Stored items
--- --- ---

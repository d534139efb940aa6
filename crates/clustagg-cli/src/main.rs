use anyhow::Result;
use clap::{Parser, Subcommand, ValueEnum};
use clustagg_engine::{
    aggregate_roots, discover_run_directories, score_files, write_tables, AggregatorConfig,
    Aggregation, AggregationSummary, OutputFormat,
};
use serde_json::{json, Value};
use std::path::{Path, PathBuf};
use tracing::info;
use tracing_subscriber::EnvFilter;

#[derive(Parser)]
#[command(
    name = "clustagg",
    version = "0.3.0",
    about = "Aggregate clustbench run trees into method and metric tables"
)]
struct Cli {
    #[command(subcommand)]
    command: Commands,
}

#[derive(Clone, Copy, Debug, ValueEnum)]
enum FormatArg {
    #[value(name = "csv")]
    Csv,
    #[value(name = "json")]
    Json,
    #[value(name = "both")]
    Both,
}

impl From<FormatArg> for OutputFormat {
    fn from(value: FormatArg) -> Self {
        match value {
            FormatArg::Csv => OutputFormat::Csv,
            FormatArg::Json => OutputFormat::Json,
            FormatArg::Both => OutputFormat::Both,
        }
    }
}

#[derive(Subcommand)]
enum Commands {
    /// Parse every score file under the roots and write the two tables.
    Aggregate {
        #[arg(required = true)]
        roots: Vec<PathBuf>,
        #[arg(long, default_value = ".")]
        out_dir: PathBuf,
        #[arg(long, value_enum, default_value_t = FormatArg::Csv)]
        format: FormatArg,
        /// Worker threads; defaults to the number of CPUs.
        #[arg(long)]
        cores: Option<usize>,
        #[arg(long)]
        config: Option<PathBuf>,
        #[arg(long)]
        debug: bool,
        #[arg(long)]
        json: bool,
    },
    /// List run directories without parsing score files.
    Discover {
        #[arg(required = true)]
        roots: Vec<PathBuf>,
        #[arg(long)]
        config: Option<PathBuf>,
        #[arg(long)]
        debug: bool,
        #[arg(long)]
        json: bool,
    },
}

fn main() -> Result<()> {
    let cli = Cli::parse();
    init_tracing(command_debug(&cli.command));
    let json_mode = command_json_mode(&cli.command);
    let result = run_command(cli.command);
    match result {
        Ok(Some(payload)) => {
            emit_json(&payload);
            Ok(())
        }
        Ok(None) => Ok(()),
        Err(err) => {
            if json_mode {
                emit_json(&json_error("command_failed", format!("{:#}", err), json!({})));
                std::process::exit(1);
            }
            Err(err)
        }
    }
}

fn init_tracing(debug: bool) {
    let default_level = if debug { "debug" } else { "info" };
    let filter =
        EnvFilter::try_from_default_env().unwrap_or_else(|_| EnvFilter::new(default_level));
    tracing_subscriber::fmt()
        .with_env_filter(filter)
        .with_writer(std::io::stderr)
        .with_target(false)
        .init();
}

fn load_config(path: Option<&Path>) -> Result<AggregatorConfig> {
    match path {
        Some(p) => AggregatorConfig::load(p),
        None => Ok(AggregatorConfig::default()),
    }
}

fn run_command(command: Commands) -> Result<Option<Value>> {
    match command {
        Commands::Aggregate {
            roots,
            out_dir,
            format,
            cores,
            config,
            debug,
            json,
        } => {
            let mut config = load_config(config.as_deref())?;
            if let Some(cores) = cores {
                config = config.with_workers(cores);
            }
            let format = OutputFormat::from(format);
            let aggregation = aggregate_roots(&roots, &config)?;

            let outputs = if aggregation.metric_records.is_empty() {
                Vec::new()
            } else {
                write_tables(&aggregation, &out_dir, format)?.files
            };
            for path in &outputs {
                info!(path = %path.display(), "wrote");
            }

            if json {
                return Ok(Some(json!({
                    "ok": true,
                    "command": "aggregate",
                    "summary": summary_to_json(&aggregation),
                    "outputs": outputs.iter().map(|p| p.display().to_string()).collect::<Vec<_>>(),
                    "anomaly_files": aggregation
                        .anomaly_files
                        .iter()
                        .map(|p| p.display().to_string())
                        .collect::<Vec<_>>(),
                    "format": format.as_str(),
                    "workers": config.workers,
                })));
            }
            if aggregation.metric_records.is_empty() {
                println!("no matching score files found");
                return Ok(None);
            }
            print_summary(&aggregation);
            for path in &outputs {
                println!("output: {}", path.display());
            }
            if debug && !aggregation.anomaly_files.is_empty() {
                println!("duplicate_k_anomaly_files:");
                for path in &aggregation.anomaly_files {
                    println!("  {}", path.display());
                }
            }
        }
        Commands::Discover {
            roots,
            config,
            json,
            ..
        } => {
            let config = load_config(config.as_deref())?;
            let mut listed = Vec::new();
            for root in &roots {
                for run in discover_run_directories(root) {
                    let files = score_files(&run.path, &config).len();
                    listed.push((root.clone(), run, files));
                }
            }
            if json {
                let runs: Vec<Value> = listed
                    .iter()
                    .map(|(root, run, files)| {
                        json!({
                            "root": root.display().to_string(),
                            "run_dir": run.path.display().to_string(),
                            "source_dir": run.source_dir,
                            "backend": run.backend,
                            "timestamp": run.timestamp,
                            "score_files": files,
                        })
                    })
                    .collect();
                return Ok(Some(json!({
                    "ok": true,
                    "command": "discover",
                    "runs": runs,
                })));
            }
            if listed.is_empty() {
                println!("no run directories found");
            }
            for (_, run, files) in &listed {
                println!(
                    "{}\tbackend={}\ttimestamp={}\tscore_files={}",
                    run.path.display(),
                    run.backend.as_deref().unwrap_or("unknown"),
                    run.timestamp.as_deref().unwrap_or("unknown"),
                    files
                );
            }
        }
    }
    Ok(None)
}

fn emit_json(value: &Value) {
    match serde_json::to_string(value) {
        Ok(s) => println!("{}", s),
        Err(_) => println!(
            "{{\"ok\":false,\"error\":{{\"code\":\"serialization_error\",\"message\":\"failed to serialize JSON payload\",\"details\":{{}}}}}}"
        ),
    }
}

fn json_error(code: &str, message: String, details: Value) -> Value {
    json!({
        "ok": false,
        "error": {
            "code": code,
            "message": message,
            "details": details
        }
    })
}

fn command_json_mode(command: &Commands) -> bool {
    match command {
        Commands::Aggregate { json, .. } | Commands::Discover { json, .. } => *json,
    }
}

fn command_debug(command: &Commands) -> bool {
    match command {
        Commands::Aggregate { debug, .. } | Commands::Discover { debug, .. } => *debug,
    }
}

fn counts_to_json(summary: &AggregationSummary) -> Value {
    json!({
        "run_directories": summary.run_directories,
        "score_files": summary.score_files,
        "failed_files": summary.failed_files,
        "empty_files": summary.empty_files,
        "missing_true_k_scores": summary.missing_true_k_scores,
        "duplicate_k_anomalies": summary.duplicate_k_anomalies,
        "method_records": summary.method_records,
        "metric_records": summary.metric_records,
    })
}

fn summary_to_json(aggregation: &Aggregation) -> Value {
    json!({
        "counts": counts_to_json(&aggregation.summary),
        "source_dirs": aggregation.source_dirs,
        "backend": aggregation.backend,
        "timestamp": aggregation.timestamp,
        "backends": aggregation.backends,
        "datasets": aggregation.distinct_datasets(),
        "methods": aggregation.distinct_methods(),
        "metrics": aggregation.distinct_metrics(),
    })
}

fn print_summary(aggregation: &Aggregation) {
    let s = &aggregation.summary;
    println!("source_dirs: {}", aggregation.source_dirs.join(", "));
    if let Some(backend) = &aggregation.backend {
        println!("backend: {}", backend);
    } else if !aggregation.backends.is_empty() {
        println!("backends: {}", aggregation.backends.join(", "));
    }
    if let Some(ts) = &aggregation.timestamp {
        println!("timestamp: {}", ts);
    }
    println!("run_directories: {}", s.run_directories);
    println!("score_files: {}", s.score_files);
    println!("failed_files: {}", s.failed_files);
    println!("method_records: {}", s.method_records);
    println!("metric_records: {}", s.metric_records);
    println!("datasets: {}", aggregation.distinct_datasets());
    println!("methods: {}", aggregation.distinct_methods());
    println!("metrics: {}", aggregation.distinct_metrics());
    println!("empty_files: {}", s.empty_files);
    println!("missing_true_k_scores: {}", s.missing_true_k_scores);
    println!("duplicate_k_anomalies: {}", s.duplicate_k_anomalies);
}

--- --- ---

WORK INSTRUCTION:
Say how many lines above contain the string "backends". Answer with the number only.

RESPONSE AREA:
3